# Requirements for a contractor license



## jwbond (Jan 5, 2005)

The majority of states require a surety bond to guarantee the contractor license. So just be happy that you do not have to pay the premium on that as well, as they can get pretty pricey if your credit is flawed...


----------



## License Guru (Jan 19, 2008)

jwbond said:


> The majority of states require a surety bond to guarantee the contractor license. So just be happy that you do not have to pay the premium on that as well, as they can get pretty pricey if your credit is flawed...


How true that is!


----------



## AtlanticWBConst (Mar 29, 2006)

[email protected] said:


> Renaissance: I attended one of those classes too because the test is all code and how to find all of the stuff in the book. Its one thing to have experience but how are you supposed to know all of the code (some very arbitrary stuff) including steel, masonary, signage, wind & snow loads in different geographical areas ETC. They really should check on the experience of applicants but we all know how the state works..........SLOW!
> Fortunately, guys with no experience will most likely not get far in this business unless they are being guided by someone with the experience. Go figure!

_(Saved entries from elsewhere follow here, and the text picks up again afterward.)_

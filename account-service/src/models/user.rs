//! User model - account records with a role tag.

use chrono::{DateTime, Utc};
use serde::Serialize;
use sqlx::{postgres::PgRow, FromRow, Row};
use uuid::Uuid;

/// Role codes carried on the user record and in access-token claims.
#[derive(Debug, Clone, Copy, PartialEq, Eq, Serialize)]
#[serde(rename_all = "lowercase")]
pub enum Role {
    User,
    Admin,
}

impl Role {
    pub fn as_str(&self) -> &'static str {
        match self {
            Role::User => "user",
            Role::Admin => "admin",
        }
    }
}

impl std::str::FromStr for Role {
    type Err = String;

    fn from_str(s: &str) -> Result<Self, Self::Err> {
        match s {
            "user" => Ok(Role::User),
            "admin" => Ok(Role::Admin),
            other => Err(format!("Unknown role: {}", other)),
        }
    }
}

/// User entity. The password field always holds a bcrypt hash.
#[derive(Debug, Clone)]
pub struct User {
    pub id: Uuid,
    pub email: String,
    pub name: String,
    pub password_hash: String,
    pub role: Role,
    pub created_at: DateTime<Utc>,
    pub updated_at: DateTime<Utc>,
}

// The role column is stored as text; decode it through Role::from_str so
// an unrecognized value fails the row instead of leaking through as-is.
impl FromRow<'_, PgRow> for User {
    fn from_row(row: &PgRow) -> Result<Self, sqlx::Error> {
        let role: String = row.try_get("role")?;
        let role = role.parse::<Role>().map_err(|e| sqlx::Error::ColumnDecode {
            index: "role".into(),
            source: e.into(),
        })?;

        Ok(Self {
            id: row.try_get("id")?,
            email: row.try_get("email")?,
            name: row.try_get("name")?,
            password_hash: row.try_get("password_hash")?,
            role,
            created_at: row.try_get("created_at")?,
            updated_at: row.try_get("updated_at")?,
        })
    }
}

impl User {
    /// Create a new user with the default role.
    pub fn new(email: String, name: String, password_hash: String) -> Self {
        let now = Utc::now();
        Self {
            id: Uuid::new_v4(),
            email,
            name,
            password_hash,
            role: Role::User,
            created_at: now,
            updated_at: now,
        }
    }

    /// Convert to sanitized response (no password hash).
    pub fn sanitized(&self) -> UserResponse {
        UserResponse {
            id: self.id,
            email: self.email.clone(),
            name: self.name.clone(),
            role: self.role,
            created_at: self.created_at,
        }
    }
}

/// User response for API (without sensitive fields).
#[derive(Debug, Clone, Serialize)]
pub struct UserResponse {
    pub id: Uuid,
    pub email: String,
    pub name: String,
    pub role: Role,
    pub created_at: DateTime<Utc>,
}

/// Short user echo included in a token pair.
#[derive(Debug, Clone, Serialize)]
pub struct UserSummary {
    pub id: Uuid,
    pub email: String,
    pub role: Role,
}

impl From<&User> for UserSummary {
    fn from(u: &User) -> Self {
        Self {
            id: u.id,
            email: u.email.clone(),
            role: u.role,
        }
    }
}
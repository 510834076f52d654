use service_core::error::AppError;
use std::env;

#[derive(Debug, Clone)]
pub struct AppConfig {
    pub environment: Environment,
    pub service_name: String,
    pub service_version: String,
    pub log_level: String,
    pub port: u16,
    pub database: DatabaseConfig,
    pub jwt: JwtConfig,
    pub security: SecurityConfig,
    pub rate_limit: RateLimitConfig,
}

#[derive(Debug, Clone, PartialEq)]
pub enum Environment {
    Dev,
    Prod,
}

#[derive(Debug, Clone)]
pub struct DatabaseConfig {
    pub url: String,
    pub max_connections: u32,
    pub min_connections: u32,
}

#[derive(Debug, Clone)]
pub struct JwtConfig {
    /// Symmetric HS256 signing secret. Required.
    pub secret: String,
    pub access_token_expiry_minutes: i64,
    pub refresh_token_expiry_days: i64,
}

#[derive(Debug, Clone)]
pub struct SecurityConfig {
    pub allowed_origins: Vec<String>,
    pub bcrypt_cost: u32,
}

#[derive(Debug, Clone)]
pub struct RateLimitConfig {
    pub login_attempts: u32,
    pub login_window_seconds: u64,
    pub register_attempts: u32,
    pub register_window_seconds: u64,
    pub global_ip_limit: u32,
    pub global_ip_window_seconds: u64,
}

impl AppConfig {
    pub fn from_env() -> Result<Self, AppError> {
        dotenvy::dotenv().ok();

        let env_str = env::var("ENVIRONMENT").unwrap_or_else(|_| "dev".to_string());
        let environment: Environment = env_str
            .parse()
            .map_err(|e: String| AppError::ConfigError(anyhow::anyhow!(e)))?;

        let is_prod = environment == Environment::Prod;

        let config = AppConfig {
            environment,
            service_name: get_env("SERVICE_NAME", Some("account-service"), is_prod)?,
            service_version: get_env("SERVICE_VERSION", Some(env!("CARGO_PKG_VERSION")), is_prod)?,
            log_level: get_env("LOG_LEVEL", Some("info"), is_prod)?,
            port: parse_env("PORT", Some("8080"), is_prod)?,
            database: DatabaseConfig {
                url: get_env("DATABASE_URL", None, is_prod)?,
                max_connections: parse_env("DATABASE_MAX_CONNECTIONS", Some("10"), is_prod)?,
                min_connections: parse_env("DATABASE_MIN_CONNECTIONS", Some("1"), is_prod)?,
            },
            jwt: JwtConfig {
                secret: get_env("JWT_SECRET", None, is_prod)?,
                access_token_expiry_minutes: parse_env("JWT_EXPIRATION_MINUTES", Some("15"), is_prod)?,
                refresh_token_expiry_days: parse_env("REFRESH_TOKEN_EXPIRY_DAYS", Some("7"), is_prod)?,
            },
            security: SecurityConfig {
                allowed_origins: get_env("ALLOWED_ORIGINS", Some("http://localhost:3000"), is_prod)?
                    .split(',')
                    .map(|s| s.trim().to_string())
                    .collect(),
                bcrypt_cost: parse_env("BCRYPT_COST", Some("10"), is_prod)?,
            },
            rate_limit: RateLimitConfig {
                login_attempts: parse_env("RATE_LIMIT_LOGIN_ATTEMPTS", Some("5"), is_prod)?,
                login_window_seconds: parse_env("RATE_LIMIT_LOGIN_WINDOW_SECONDS", Some("900"), is_prod)?,
                register_attempts: parse_env("RATE_LIMIT_REGISTER_ATTEMPTS", Some("3"), is_prod)?,
                register_window_seconds: parse_env(
                    "RATE_LIMIT_REGISTER_WINDOW_SECONDS",
                    Some("3600"),
                    is_prod,
                )?,
                global_ip_limit: parse_env("RATE_LIMIT_GLOBAL_IP_LIMIT", Some("100"), is_prod)?,
                global_ip_window_seconds: parse_env(
                    "RATE_LIMIT_GLOBAL_IP_WINDOW_SECONDS",
                    Some("60"),
                    is_prod,
                )?,
            },
        };

        config.validate()?;
        Ok(config)
    }

    fn validate(&self) -> Result<(), AppError> {
        if self.port == 0 {
            return Err(AppError::ConfigError(anyhow::anyhow!(
                "PORT must be greater than 0"
            )));
        }

        if self.jwt.secret.is_empty() {
            return Err(AppError::ConfigError(anyhow::anyhow!(
                "JWT_SECRET must not be empty"
            )));
        }

        if self.jwt.access_token_expiry_minutes <= 0 {
            return Err(AppError::ConfigError(anyhow::anyhow!(
                "JWT_EXPIRATION_MINUTES must be positive"
            )));
        }

        if self.jwt.refresh_token_expiry_days <= 0 {
            return Err(AppError::ConfigError(anyhow::anyhow!(
                "REFRESH_TOKEN_EXPIRY_DAYS must be positive"
            )));
        }

        // bcrypt only accepts cost factors in this range
        if !(4..=31).contains(&self.security.bcrypt_cost) {
            return Err(AppError::ConfigError(anyhow::anyhow!(
                "BCRYPT_COST must be between 4 and 31"
            )));
        }

        if self.environment == Environment::Prod
            && self.security.allowed_origins.iter().any(|o| o == "*")
        {
            return Err(AppError::ConfigError(anyhow::anyhow!(
                "Wildcard CORS origin not allowed in production"
            )));
        }

        Ok(())
    }
}

fn get_env(key: &str, default: Option<&str>, is_prod: bool) -> Result<String, AppError> {
    match env::var(key) {
        Ok(val) => Ok(val),
        Err(_) => {
            if is_prod {
                Err(AppError::ConfigError(anyhow::anyhow!(format!(
                    "{} is required in production but not set",
                    key
                ))))
            } else if let Some(def) = default {
                Ok(def.to_string())
            } else {
                Err(AppError::ConfigError(anyhow::anyhow!(format!(
                    "{} is required but not set",
                    key
                ))))
            }
        }
    }
}

fn parse_env<T>(key: &str, default: Option<&str>, is_prod: bool) -> Result<T, AppError>
where
    T: std::str::FromStr,
    T::Err: std::fmt::Display,
{
    get_env(key, default, is_prod)?.parse().map_err(|e: T::Err| {
        AppError::ConfigError(anyhow::anyhow!("Invalid value for {}: {}", key, e))
    })
}

impl std::str::FromStr for Environment {
    type Err = String;

    fn from_str(s: &str) -> Result<Self, Self::Err> {
        match s.to_lowercase().as_str() {
            "dev" => Ok(Environment::Dev),
            "prod" => Ok(Environment::Prod),
            _ => Err(format!("Invalid environment: {}", s)),
        }
    }
}
use chrono::{Duration, Utc};
use jsonwebtoken::{
    decode, encode, errors::ErrorKind, Algorithm, DecodingKey, EncodingKey, Header, Validation,
};
use serde::{Deserialize, Serialize};
use uuid::Uuid;

use crate::{config::JwtConfig, models::User, services::ServiceError};

/// JWT service for access-token generation and validation.
///
/// Tokens are signed with a symmetric HS256 secret; validity is purely a
/// function of signature and expiry, nothing is stored.
#[derive(Clone)]
pub struct JwtService {
    encoding_key: EncodingKey,
    decoding_key: DecodingKey,
    access_token_expiry_minutes: i64,
}

/// Claims for access tokens (short-lived).
#[derive(Debug, Clone, Serialize, Deserialize)]
pub struct AccessTokenClaims {
    /// Subject (user ID)
    pub sub: String,
    /// Email
    pub email: String,
    /// Role code
    pub role: String,
    /// Issued at (Unix timestamp)
    pub iat: i64,
    /// Expiration time (Unix timestamp)
    pub exp: i64,
}

impl AccessTokenClaims {
    /// Parse the subject claim back into a user id.
    pub fn subject(&self) -> Result<Uuid, ServiceError> {
        self.sub.parse().map_err(|_| ServiceError::TokenInvalid)
    }
}

impl JwtService {
    pub fn new(config: &JwtConfig) -> Self {
        Self {
            encoding_key: EncodingKey::from_secret(config.secret.as_bytes()),
            decoding_key: DecodingKey::from_secret(config.secret.as_bytes()),
            access_token_expiry_minutes: config.access_token_expiry_minutes,
        }
    }

    /// Generate an access token for a user.
    pub fn generate_access_token(&self, user: &User) -> Result<String, ServiceError> {
        let now = Utc::now();
        let exp = now + Duration::minutes(self.access_token_expiry_minutes);

        let claims = AccessTokenClaims {
            sub: user.id.to_string(),
            email: user.email.clone(),
            role: user.role.as_str().to_string(),
            iat: now.timestamp(),
            exp: exp.timestamp(),
        };

        let header = Header::new(Algorithm::HS256);
        encode(&header, &claims, &self.encoding_key).map_err(|e| {
            ServiceError::Internal(anyhow::anyhow!("Failed to encode access token: {}", e))
        })
    }

    /// Validate and decode an access token.
    ///
    /// Distinguishes an expired claim from a malformed or mis-signed token.
    pub fn validate_access_token(&self, token: &str) -> Result<AccessTokenClaims, ServiceError> {
        let mut validation = Validation::new(Algorithm::HS256);
        validation.validate_exp = true;
        validation.leeway = 0;

        decode::<AccessTokenClaims>(token, &self.decoding_key, &validation)
            .map(|data| data.claims)
            .map_err(|e| match e.kind() {
                ErrorKind::ExpiredSignature => ServiceError::TokenExpired,
                _ => ServiceError::TokenInvalid,
            })
    }
}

In MA: They don't expect you to know all the codes. No one knows ALL the codes. 

The point of the test is to prove that you know how to use the code book - to look up the code requirements, when needed, for references, answers, tables, etc... while you are on jobs. 

The book is also required to actually be "on" any job where a permit is pulled.


----------



## Jason Whipple (Dec 22, 2007)

Personally, I'd love to see some regulation and Licensing in the Carpentry trade.


----------



## Florida Builder (Feb 5, 2008)

Here in Florida, you have to have 4 years verifiable experience,1 year supervisory,at least one year of active, proven, structurally-related experience in four or more areas: foundation/slabs in excess of twenty thousand square feet; masonry walls; steel erection; elevated slabs; pre cast concrete structures; column erection; formwork for structural reinforced concrete. Good moral character (no criminal record or financial problems), background check, fingerprinting, and take one of the hardest tests in the nation consisting of 3 - 4 1/2 hours tests, Business & Finance, Project Manangement, Contract Administration. Cannot have any leins or judgements, and have to have all state paperwork (corporation, insurance, ficticious name registration) sent in with application. Then the 6 to 8 week wait and BINGO, license. We wont talk about the workmans comp.... Easy huh? Welcome to Florida...


----------



## genecarp (Mar 16, 2008)

in new york, on the memo portion of my check, i write EXTORTION when i send in my license renewal fee


----------



## License Guru (Jan 19, 2008)

Gotta luv free speech! :thumbup:

And I refer my clients who need the FL license to Kristie at licensesetc.com. Not something I want to tackle without having any first hand knowledge of the system.


----------



## CanyonH2O (Mar 5, 2008)

In Arizona, most trades require a qualifying party to have four years verifiable experience and take two tests (a trade exam and a business exam). Fees for 2yr residential license ($445 for GC or $320 for specialty) + $450 HO recovery fund. The renewel fee are slighlty lower. You also have to be bonded and carry a 2yr tax bond for AZ dept of revenue if you are a new business.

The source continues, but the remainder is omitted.